(Problem to work on):
Retrieve every line of the data holding the word "PathBuf".

(Exercise data):
//! Error types for booksim-sync.

use std::path::PathBuf;

use thiserror::Error;

use booksim_core::EntityType;

use crate::resilience::validation::Violation;

/// All errors that can arise inside one entity's sync.
#[derive(Debug, Error)]
pub enum SyncError {
    /// An I/O error, with annotated path for context.
    #[error("I/O error at {path}: {source}")]
    Io {
        path: PathBuf,
        #[source]
        source: std::io::Error,
    },

    /// JSON (de)serialization error for records or store files.
    #[error("JSON error: {0}")]
    Json(#[from] serde_json::Error),

    /// JSON error while reading a specific file.
    #[error("failed to parse {path}: {source}")]
    Parse {
        path: PathBuf,
        #[source]
        source: serde_json::Error,
    },

    /// The external API credential is not available; nothing was attempted.
    #[error("external API credential unavailable for {entity}")]
    CredentialUnavailable { entity: EntityType },

    /// The circuit breaker for the dependency is open.
    #[error("circuit open for '{key}'")]
    CircuitOpen { key: String },

    /// The external source failed.
    #[error("external source error: {0}")]
    Source(String),

    /// Any other failure raised by a sync; displayed as the bare message.
    #[error("{0}")]
    Other(String),

    /// Post-write integrity check failed; the entity's transaction was rolled back.
    #[error("integrity check failed for {entity}: {}", summarize(.violations))]
    Integrity {
        entity: EntityType,
        violations: Vec<Violation>,
    },
}

fn summarize(violations: &[Violation]) -> String {
    violations
        .iter()
        .map(|v| v.to_string())
        .collect::<Vec<_>>()
        .join("; ")
}

impl From<String> for SyncError {
    fn from(message: String) -> Self {
        SyncError::Other(message)
    }
}

impl From<&str> for SyncError {
    fn from(message: &str) -> Self {
        SyncError::Other(message.to_string())
    }
}

/// Convenience constructor for [`SyncError::Io`].
pub(crate) fn io_err(path: impl Into<PathBuf>, source: std::io::Error) -> SyncError {
    SyncError::Io {
        path: path.into(),
        source,
    }
}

(Answer section):
use std::path::PathBuf;
        path: PathBuf,
        path: PathBuf,
pub(crate) fn io_err(path: impl Into<PathBuf>, source: std::io::Error) -> SyncError {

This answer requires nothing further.